Naim Qassem: "Accordo è nullo e le disposizioni del memorandum d'intesa iraniano-americano devono essere attuate. Continueremo con la resistenza sul campo per sconfiggere l'occupazione"

"Umiliante, vergognoso, una rinuncia alla sovranità". Così Naim Qassem, leader di Hezbollah, parla all'indomani dell'accordo quadro Libano-Israele-Usa annunciato a Washington al termine del quinto round di negoziati. "Questo accordo è nullo e le disposizioni del memorandum d'intesa iraniano-americano devono essere attuate", ha incalzato, accusando le autorità di Beirut per quello che considera un "errore grave".

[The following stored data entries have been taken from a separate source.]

//! Expansion of the persistent-alert path list into alert files.

use std::fs;
use std::path::{Path, PathBuf};
use tracing::{debug, warn};

/// Expands `paths` into candidate alert files.
///
/// Directories are scanned recursively in name order. Symlinked entries
/// inside a directory are skipped. Paths that are not directories are passed
/// through unchanged so the loader can report them if they do not exist.
pub fn discover_alert_files(paths: &[PathBuf]) -> Vec<PathBuf> {
    let mut files = Vec::new();
    for path in paths {
        if path.is_dir() {
            scan_dir(path, &mut files);
        } else {
            files.push(path.clone());
        }
    }
    files
}

fn scan_dir(dir: &Path, files: &mut Vec<PathBuf>) {
    let entries = match fs::read_dir(dir) {
        Ok(entries) => entries,
        Err(e) => {
            warn!("Unable to scan alert directory {}: {}", dir.display(), e);
            return;
        }
    };

    let mut paths: Vec<PathBuf> = entries.filter_map(|e| e.ok()).map(|e| e.path()).collect();
    paths.sort();

    for path in paths {
        let meta = match fs::symlink_metadata(&path) {
            Ok(meta) => meta,
            Err(e) => {
                warn!("Unable to stat {}: {}", path.display(), e);
                continue;
            }
        };
        if meta.file_type().is_symlink() {
            debug!("Skipping symlink {}", path.display());
        } else if meta.is_dir() {
            scan_dir(&path, files);
        } else {
            files.push(path);
        }
    }
}

#[cfg(test)]
mod tests {
    use super::*;

    #[test]
    fn test_recursive_scan() {
        let dir = tempfile::tempdir().unwrap();
        let root = dir.path();
        fs::create_dir_all(root.join("b/nested")).unwrap();
        fs::write(root.join("a.vsa"), "").unwrap();
        fs::write(root.join("b/c.vsax"), "").unwrap();
        fs::write(root.join("b/nested/.hidden.vsa"), "").unwrap();

        let files = discover_alert_files(&[root.to_path_buf()]);
        assert_eq!(
            files,
            vec![
                root.join("a.vsa"),
                root.join("b/c.vsax"),
                root.join("b/nested/.hidden.vsa"),
            ]
        );
    }

    #[test]
    fn test_plain_paths_pass_through() {
        let missing = PathBuf::from("/nonexistent/alert.vsa");
        assert_eq!(discover_alert_files(&[missing.clone()]), vec![missing]);
    }

    #[cfg(unix)]
    #[test]
    fn test_symlinks_skipped() {
        let dir = tempfile::tempdir().unwrap();
        let root = dir.path();
        fs::create_dir(root.join("real")).unwrap();
        fs::write(root.join("real/x.vsa"), "").unwrap();
        std::os::unix::fs::symlink(root.join("real"), root.join("link")).unwrap();

        let files = discover_alert_files(&[root.to_path_buf()]);
        assert_eq!(files, vec![root.join("real/x.vsa")]);
    }
}
impl Harness {
    fn new(runner: &ScenarioRunner, scenario: ScenarioId, plan: DeliveryPlan, export: bool) -> Self {
        let context = SimContext::shared(runner.seed);
        let physics_seed = runner.seed.wrapping_mul(0x9e3779b97f4a7c15);

        let mut oracle = Oracle::new(physics_seed);
        oracle.set_frame_rate(runner.frame_rate_hz);
        oracle.spawn_random_movers(runner.movers, runner.frames);

        let mut core = Core::new(CoreConfig::default());
        let notifications = core.subscribe();
        let (service, handle) = CoreService::new(Arc::clone(&context), core);

        Self {
            scenario,
            seed: runner.seed,
            frames: runner.frames,
            context,
            oracle,
            service,
            handle,
            notifications,
            plan,
            pending: BTreeMap::new(),
            last_metadata_arrival: 0,
            last_state_arrival: HashMap::new(),
            tally: Tally::default(),
            metrics: ScenarioMetrics::default(),
            notes: Vec::new(),
            export: export.then(|| SimExport::new(scenario.name(), runner.seed)),
            failures: Vec::new(),
        }
    }

    fn fail(&mut self, reason: impl Into<String>) {
        let reason = reason.into();
        warn!("{}: {}", self.scenario.name(), reason);
        self.failures.push(reason);
    }

    fn note(&mut self, message: String) {
        debug!("{}", message);
        self.notes.push(message);
    }

    fn post(&mut self, msg: CoreMessage) {
        if let Err(e) = self.handle.post(msg) {
            self.fail(format!("hand-off failed: {}", e));
        }
    }

    /// Takes the service out so it can run as its own task. An idle service
    /// stands in until [`Harness::reattach`].
    fn detach_service(&mut self) -> (CoreService<SimContext>, CoreHandle) {
        let (idle, idle_handle) =
            CoreService::new(Arc::clone(&self.context), Core::new(CoreConfig::default()));
        let service = std::mem::replace(&mut self.service, idle);
        let handle = std::mem::replace(&mut self.handle, idle_handle);
        (service, handle)
    }

    /// Puts a core handed back by a detached service under a fresh service.
    fn reattach(&mut self, core: Core) {
        let (service, handle) = CoreService::new(Arc::clone(&self.context), core);
        self.service = service;
        self.handle = handle;
    }

    /// Runs one dispatch turn over everything queued.
    fn process(&mut self) {
        self.service.process_ready();
        self.after_turn();
    }

    /// Runs analyst work directly on the core, then settles it.
    fn with_core<T>(&mut self, f: impl FnOnce(&mut Core) -> T) -> T {
        let out = f(self.service.core_mut());
        self.service.core_mut().flush_pending();
        self.after_turn();
        out
    }

    /// Registers and connects a descriptor source.
    fn connect(&mut self, source: Box<dyn DescriptorSource>) -> SourceId {
        let id = self.service.core_mut().add_descriptor_source(source);
        if let Err(e) = self.with_core(|core| core.connect_descriptor_inputs(id)) {
            self.fail(format!("connecting source failed: {}", e));
        }
        id
    }

    fn after_turn(&mut self) {
        while let Ok(notification) = self.notifications.try_recv() {
            match notification {
                CoreNotification::TrackAdded(id) => {
                    *self.tally.track_added.entry(id).or_default() += 1;
                }
                CoreNotification::EventAdded(id) => {
                    if !self.tally.events_added.insert(id) {
                        self.tally.duplicate_event_adds += 1;
                    }
                }
                CoreNotification::AlertAdded { .. } => self.tally.alerts_added += 1,
                CoreNotification::AlertRemoved { id, events_removed } => {
                    self.tally.alerts_removed += 1;
                    if events_removed {
                        self.tally.purged_alert_types.insert(id);
                    }
                }
                _ => {}
            }
        }

        let deferred = self.deferred_states();
        self.metrics.deferred_peak = self.metrics.deferred_peak.max(deferred);
    }

    fn deferred_states(&self) -> usize {
        let core = self.service.core();
        self.oracle
            .movers()
            .map(|m| core.deferred_state_count(m.track))
            .sum()
    }

    fn sample(&self, (lo, hi): (u64, u64)) -> u64 {
        if lo >= hi {
            lo
        } else {
            self.context.with_rng(|rng| rng.gen_range(lo..=hi))
        }
    }

    fn schedule(&mut self, tick: u64, delivery: Delivery) {
        self.pending.entry(tick).or_default().push(delivery);
    }

    // ========================================================================
    // FRAME LOOP
    // ========================================================================

    /// Produces every frame, calling `hook` after each frame's deliveries
    /// have been processed.
    fn run_frames(&mut self, mut hook: impl FnMut(&mut Harness, &SceneFrame)) {
        for _ in 0..self.frames {
            let frame = self.advance_frame();
            hook(self, &frame);
            self.end_frame(&frame);
        }
    }

    fn advance_frame(&mut self) -> SceneFrame {
        let frame = self.oracle.step();
        self.context
            .advance_time(Duration::from_micros(self.oracle.frame_interval_us() as u64));
        let index = frame.index;

        let md_at = (index + self.sample(self.plan.metadata_lag)).max(self.last_metadata_arrival);
        self.last_metadata_arrival = md_at;
        self.schedule(md_at, Delivery::Metadata(frame.metadata.clone()));

        for obs in &frame.observations {
            let at = index + self.sample(self.plan.state_delay);
            let last = self.last_state_arrival.entry(obs.track).or_default();
            *last = (*last).max(at);
            self.schedule(at, Delivery::States(obs.track, vec![obs.state.clone()]));
        }
        for track in &frame.ended {
            let at = self.last_state_arrival.get(track).copied().unwrap_or(index);
            self.schedule(at, Delivery::Close(*track));
        }
        self.metrics.observations += frame.observations.len() as u64;

        self.deliver(index);

        if index % 30 == 0 {
            debug!(
                "  frame {} | t={:.1}s | movers={} | tracks={} | deferred={}",
                index,
                self.oracle.time(),
                self.oracle.active_movers().len(),
                self.service.core().tracks().count(),
                self.deferred_states()
            );
        }
        frame
    }

    fn deliver(&mut self, tick: u64) {
        let Some(items) = self.pending.remove(&tick) else {
            return;
        };

        let mut metadata = Vec::new();
        let mut updates = Vec::new();
        let mut closes = Vec::new();
        for item in items {
            match item {
                Delivery::Metadata(md) => metadata.push(md),
                Delivery::States(track, states) => {
                    updates.push(CoreMessage::UpdateTrack { track, states })
                }
                Delivery::Close(track) => closes.push(CoreMessage::CloseTrack(track)),
            }
        }

        let metadata_first = if self.plan.shuffle {
            self.context.with_rng(|rng| {
                updates.shuffle(&mut *rng);
                rng.gen_bool(0.5)
            })
        } else {
            self.plan.metadata_lag.1 == 0
        };

        let mut batch = Vec::with_capacity(updates.len() + closes.len() + 1);
        let mut metadata = (!metadata.is_empty()).then(|| CoreMessage::Metadata(metadata));
        if metadata_first {
            batch.extend(metadata.take());
        }
        batch.extend(updates);
        batch.extend(metadata);
        batch.extend(closes);

        for msg in batch {
            self.post(msg);
        }
        self.process();
    }

    fn end_frame(&mut self, frame: &SceneFrame) {
        if self.export.is_none() {
            self.notes.clear();
            return;
        }

        let core = self.service.core();
        let ground_truth = self
            .oracle
            .active_movers()
            .into_iter()
            .filter_map(|m| {
                self.oracle
                    .position_at(m.track, frame.index)
                    .map(|p| MoverPosition::new(m.track, p))
            })
            .collect();
        let tracks = core
            .tracks()
            .filter_map(|t| {
                let state = t.state_at(frame.time)?;
                Some(TrackPosition {
                    track: t.logical_id.to_string(),
                    x: state.point.x,
                    y: state.point.y,
                    error: self
                        .oracle
                        .truth_at(t.logical_id, frame.time)
                        .map(|truth| (state.point - truth).norm()),
                })
            })
            .collect();
        let sim_frame = SimFrame {
            frame: frame.index,
            time_sec: frame.time.as_secs_f64(),
            ground_truth,
            tracks,
            event_count: core.event_count(),
            deferred_states: self.deferred_states(),
            events: self.notes.drain(..).map(SimEvent::info).collect(),
        };

        if let Some(export) = self.export.as_mut() {
            export.add_frame(sim_frame);
        }
    }

    /// Delivers everything still in flight, then checks the invariants
    /// every scenario shares.
    fn finish(&mut self) {
        while let Some((tick, _)) = self.pending.first_key_value() {
            let tick = *tick;
            self.deliver(tick);
        }
        self.check_reconciliation();
    }

    // ========================================================================
    // CHECKS
    // ========================================================================

    fn check_reconciliation(&mut self) {
        let core = self.service.core();
        let mut failures = Vec::new();

        for mover in self.oracle.movers() {
            let Some(id) = core.model_track_id(mover.track) else {
                failures.push(format!("{} never became a model track", mover.track));
                continue;
            };
            let added = self.tally.track_added.get(&id).copied().unwrap_or(0);
            if added != 1 {
                failures.push(format!("{} reported added {} times", mover.track, added));
            }
            if core.deferred_state_count(mover.track) != 0 {
                failures.push(format!("{} still has deferred states", mover.track));
            }
            if mover.last_frame < self.frames && !core.track(id).is_some_and(|t| t.closed) {
                failures.push(format!("{} was not closed", mover.track));
            }
        }

        let accepted: usize = core.tracks().map(|t| t.states.len()).sum();
        if accepted != self.oracle.observation_count() {
            failures.push(format!(
                "{} states accepted of {} observed",
                accepted,
                self.oracle.observation_count()
            ));
        }

        let (rms, samples) = stabilization_error(core, &self.oracle);
        let duration = self.frames as f64 * self.oracle.frame_interval_us() as f64 * 1e-6;
        let threshold = 3.0 * self.oracle.position_noise() * (1.0 + 0.005 * duration) + 1e-6;
        if rms > threshold {
            failures.push(format!(
                "stabilized RMS error {:.3}px over {} states exceeds {:.3}px",
                rms, samples, threshold
            ));
        }
        self.metrics.rms_error = rms;

        let last_frame = self.oracle.frame_time(self.frames - 1);
        if core.homography_watermark() != Some(last_frame) {
            failures.push(format!(
                "watermark {:?} does not match the last frame {}",
                core.homography_watermark(),
                last_frame
            ));
        }

        if self.tally.duplicate_event_adds != 0 {
            failures.push(format!(
                "{} events announced twice",
                self.tally.duplicate_event_adds
            ));
        }

        for f in failures {
            self.fail(f);
        }
    }

    /// Live queries seen by a recorder must match the enabled alerts, and
    /// each alert's match count its events.
    fn check_alerts(&mut self, log: &SharedLog) {
        let live = snapshot(log).live(InputKind::Query).len();
        let core = self.service.core();
        let enabled = core
            .alert_ids()
            .filter(|id| core.is_alert_enabled(*id) == Some(true))
            .count();

        let mut failures = Vec::new();
        if live != enabled {
            failures.push(format!(
                "{} live queries for {} enabled alerts",
                live, enabled
            ));
        }
        for id in core.alert_ids() {
            let matches = core.alert_matches(id).unwrap_or(0);
            let events = core
                .events()
                .filter(|(_, e)| e.sole_classifier() == Some(id))
                .count();
            if matches != events {
                failures.push(format!(
                    "alert {} counts {} matches for {} events",
                    id, matches, events
                ));
            }
        }
        for f in failures {
            self.fail(f);
        }
    }

    fn into_result(self) -> (ScenarioResult, Option<SimExport>) {
        let core = self.service.core();
        let mut metrics = self.metrics;
        metrics.core_turns = self.service.turns();
        metrics.events_admitted = self.tally.events_added.len();
        metrics.live_inputs = core.live_input_count();

        let passed = self.failures.is_empty();
        let failure_reason = (!passed).then(|| {
            let shown: Vec<&str> = self.failures.iter().take(3).map(String::as_str).collect();
            let more = self.failures.len().saturating_sub(shown.len());
            if more > 0 {
                format!("{} (+{} more)", shown.join("; "), more)
            } else {
                shown.join("; ")
            }
        });

        if passed {
            info!(
                "✓ {} complete: {} observations, {} tracks, RMS {:.3}px, deferred peak {}",
                self.scenario.name(),
                metrics.observations,
                core.tracks().count(),
                metrics.rms_error,
                metrics.deferred_peak
            );
        }

        let export = self.export.map(|mut export| {
            export.finalize(passed, failure_reason.clone(), Some(metrics.rms_error));
            export
        });

        let result = ScenarioResult {
            scenario: self.scenario,
            seed: self.seed,
            passed,
            total_frames: self.frames,
            final_time_secs: self.oracle.time(),
            final_track_count: core.tracks().count(),
            failure_reason,
            metrics,
        };
        (result, export)
    }
}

"Continueremo - ha continuato il leader di Hezbollah - con la resistenza sul campo per sconfiggere l'occupazione. Non abbiamo abbandonato il campo nelle circostanze più difficili e non lo abbandoneremo", ha aggiunto, secondo quanto riporta la tv satellitare al-Jazeera. E ancora: "Collegare il ritiro israeliano (dal Paese dei Cedri) al disarmo della resistenza in Libano è molto pericoloso, supera tutte le linee rosse".

Le autorità di Beirut, ha affermato secondo quanto riporta la tv satellitare al-Jazeera, legittimano "l'occupazione" israeliana "per molti anni a venire". E, ha avvertito, "questo potrebbe persino portare all'annessione di territori" da parte di Israele. Naim Qassem ha poi sostenuto che Hezbollah è "pronto a cooperare" in nome della "sovranità del Libano", per la "liberazione della sua terra e l'espulsione dell'occupante israeliano".